Microlog replaces chief after 3-month search

Germantown company hopes executive can halt earnings slide

Software industry

June 16, 1999|By Kristine Henry | Kristine Henry,SUN STAFF

Nearly three months after its president and chief executive officer resigned because of disappointing earnings, Germantown-based Microlog Corp. said yesterday that it has found a replacement.

Stephen D. Smith, 43, former vice president of sales at SpeechWorks in Boston, a company that provides conversational speech recognition technology and products, will take over Monday, after the annual shareholders meeting.

Microlog designs and manufactures software that transfers telephone calls and collects data for customer use -- such as accessing bank account balances.

This month it reported a second-quarter loss of $2.2 million on $4.3 million in sales.

Revenue in the corresponding quarter a year ago was $7.7 million with a net loss of $749,000. For all of 1998, the company reported a net loss of $8.4 million.

Smith came to Microlog's attention about four months ago when a consultant it had hired identified Smith as a potential candidate for a vice president-of-sales position.

"We went back to him and said, `Would you be interested in the CEO position?' " said David Levi, who has served as interim chief executive since late March.

"I felt he had an extremely good grasp on the market and that his views would succeed. And I liked his sales background; we do need to improve the selling atmosphere at the company."

Richard A. Thompson stepped down as president and chief executive officer March 29, saying the earnings in 1998 were "an extreme disappointment."

"As CEO, I hold myself responsible and accountable," Thompson said at the time.

Smith said he plans to "create a future" for the company.

"One of the things that attracted me is the very resilient core here," he said. "We need to do more zeroing in on our core competencies."

Microlog announced this year that will close its manufacturing plant in Gaithersburg by September, transferring the 20 people there to its Germantown headquarters.

The company laid off 30 people this year as it changed its product focus.

The company had focused on interactive voice response units and software that transferred calls to various locations within call centers based on which keypad numbers the caller pressed. Microlog customers include Xerox, KLM Airlines and the Internal Revenue Service, said spokesman David Burd.

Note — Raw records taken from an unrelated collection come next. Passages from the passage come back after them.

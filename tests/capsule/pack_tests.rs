// Tests for artifact generation

use crate::common::*;
use capsule::protocol::digest;
use capsule::protocol::{Artifact, CapsuleError, ExclusionRules, PackOptions, RunMode};
use rand::RngCore;
use sha2::{Digest, Sha256};
use std::collections::BTreeMap;
use std::fs;
use tempfile::TempDir;

#[cfg(unix)]
#[test]
fn test_two_file_scenario_stamps_concatenated_digest() {
    let src = TempDir::new().unwrap();
    let out = TempDir::new().unwrap();
    let target = TempDir::new().unwrap();

    let a = write_file(src.path(), "a.txt", b"hello\n");
    let mut random = [0u8; 100];
    rand::thread_rng().fill_bytes(&mut random);
    random[0] = 0;
    let b = write_file(src.path(), "b.bin", &random);
    set_mode(&a, 0o644);
    set_mode(&b, 0o755);

    let summary = pack(src.path(), out.path(), &[]);

    let mut expected = Sha256::new();
    expected.update(b"hello\n");
    expected.update(random);
    assert_eq!(summary.digest, hex::encode(expected.finalize()));
    assert_eq!(summary.file_count, 2);
    assert_eq!(summary.binary_count, 1);
    assert_eq!(summary.total_size, 106);

    let report = run(&summary.artifact_path, target.path(), RunMode::Create);
    assert!(report.is_success(), "failed: {:?}", report.failed);
    assert_eq!(fs::read(target.path().join("a.txt")).unwrap(), b"hello\n");
    assert_eq!(fs::read(target.path().join("b.bin")).unwrap(), random);
    assert_eq!(mode_of(&target.path().join("a.txt")), 0o644);
    assert_eq!(mode_of(&target.path().join("b.bin")), 0o755);

    let verify = run(&summary.artifact_path, target.path(), RunMode::Verify);
    assert!(verify.is_success());
}

#[test]
fn test_header_records_defaults_and_metadata() {
    let src = TempDir::new().unwrap();
    let out = TempDir::new().unwrap();
    project_tree(src.path());

    let mut options = PackOptions::new(src.path());
    options.output_dir = Some(out.path().to_path_buf());
    options.name = Some("demo".into());
    options.metadata = vec!["commit abc123".into(), "built on ci".into()];
    options.exclude = vec!["*.log".into()];
    let summary = assembler().pack(&options).unwrap();

    assert_eq!(summary.artifact_path.file_name().unwrap(), "demo-0.0.0.capsule");
    let artifact = Artifact::read_from(&summary.artifact_path).unwrap();
    assert_eq!(artifact.header.name, "demo");
    assert_eq!(artifact.header.version, "0.0.0");
    assert_eq!(artifact.header.metadata, vec!["commit abc123", "built on ci"]);
    assert_eq!(artifact.header.file_count, 5);
    assert_eq!(artifact.header.source_hash, summary.digest);

    let keys: Vec<&str> = artifact.records.iter().map(|r| r.relative_path.as_str()).collect();
    assert_eq!(keys, vec!["README.md", "assets/logo.bin", "empty.txt", "src/main.rs", "src/util/mod.rs"]);
    assert!(artifact.record("assets/logo.bin").unwrap().is_binary);
    assert!(!artifact.record("README.md").unwrap().is_binary);

    let mut expected = ExclusionRules::with_defaults(false);
    expected.push_pattern("*.log");
    assert_eq!(artifact.header.exclusions, expected);
}

#[cfg(unix)]
#[test]
fn test_artifact_is_executable_with_shebang() {
    let src = TempDir::new().unwrap();
    let out = TempDir::new().unwrap();
    write_file(src.path(), "a.txt", b"a");
    let summary = pack(src.path(), out.path(), &[]);

    let bytes = fs::read(&summary.artifact_path).unwrap();
    assert!(bytes.starts_with(b"#!/usr/bin/env -S capsule run\n"));
    assert_eq!(mode_of(&summary.artifact_path), 0o755);
}

#[test]
fn test_editing_excluded_file_keeps_digest() {
    let src = TempDir::new().unwrap();
    let out = TempDir::new().unwrap();
    project_tree(src.path());

    let first = pack(src.path(), out.path(), &["*.log"]);
    write_file(src.path(), "build.log", b"completely different noise\n");
    write_file(src.path(), ".git/HEAD", b"ref: refs/heads/other\n");
    fs::remove_file(&first.artifact_path).unwrap();
    let second = pack(src.path(), out.path(), &["*.log"]);
    assert_eq!(first.digest, second.digest);

    write_file(src.path(), "src/main.rs", b"fn main() {}\n");
    fs::remove_file(&second.artifact_path).unwrap();
    let third = pack(src.path(), out.path(), &["*.log"]);
    assert_ne!(third.digest, second.digest);
}

#[test]
fn test_index_offsets_point_at_entries() {
    let src = TempDir::new().unwrap();
    let out = TempDir::new().unwrap();
    project_tree(src.path());

    let mut options = PackOptions::new(src.path());
    options.output_dir = Some(out.path().to_path_buf());
    options.name = Some("indexed".into());
    options.write_index = true;
    let summary = assembler().pack(&options).unwrap();

    let index_path = summary.index_path.expect("index requested");
    let index: BTreeMap<String, u64> = serde_json::from_str(&fs::read_to_string(index_path).unwrap()).unwrap();
    let bytes = fs::read(&summary.artifact_path).unwrap();
    assert_eq!(index.len(), summary.file_count);
    for (key, offset) in index {
        assert!(bytes[offset as usize..].starts_with(format!("#@@ BEGIN {}\n", key).as_bytes()));
    }
}

#[test]
fn test_stamped_digest_matches_tree_digest_of_source() {
    let src = TempDir::new().unwrap();
    let out = TempDir::new().unwrap();
    project_tree(src.path());
    let summary = pack(src.path(), out.path(), &["*.log"]);

    let artifact = Artifact::read_from(&summary.artifact_path).unwrap();
    let recomputed = digest::tree_digest(src.path(), &artifact.header.exclusions).unwrap();
    assert_eq!(recomputed.hex, summary.digest);
}

#[test]
fn test_bad_pattern_fails_before_writing() {
    let src = TempDir::new().unwrap();
    let out = TempDir::new().unwrap();
    write_file(src.path(), "a.txt", b"a");

    let mut options = PackOptions::new(src.path());
    options.output_dir = Some(out.path().to_path_buf());
    options.exclude = vec!["broken[".into()];
    let err = assembler().pack(&options).unwrap_err();
    assert!(matches!(err, CapsuleError::Configuration { .. }));
    assert_eq!(fs::read_dir(out.path()).unwrap().count(), 0);
}

#[test]
fn test_missing_source_is_reported() {
    let out = TempDir::new().unwrap();
    let mut options = PackOptions::new(out.path().join("nope"));
    options.output_dir = Some(out.path().to_path_buf());
    let err = assembler().pack(&options).unwrap_err();
    assert!(matches!(err, CapsuleError::DirectoryNotFound { .. }));
}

About a year and a half ago the company began work on software that can collect data and transfer calls together. The software, called "uniQue" won four product-of-the-year awards from industry magazines in 1998.

Microlog announced a pending deal last week with TFX Equities Inc. -- the merger and acquisition arm of engineering and mechanical product manufacturers Teleflex Inc. -- in which TFX will buy $4 million worth of shares at $1.50 per share.

If the deal is approved by shareholders and regulators, Levi said, TFX would own about 38 percent of the company.

Microlog is also in negotiations with Nasdaq officials to remain on its national market listing. The listing is threatened, Levi said, because of the company's low stock price and the late filing of its annual report to the Securities and Exchange Commission.

Shares of Microlog closed at $1.9375 yesterday, down 6.25 cents.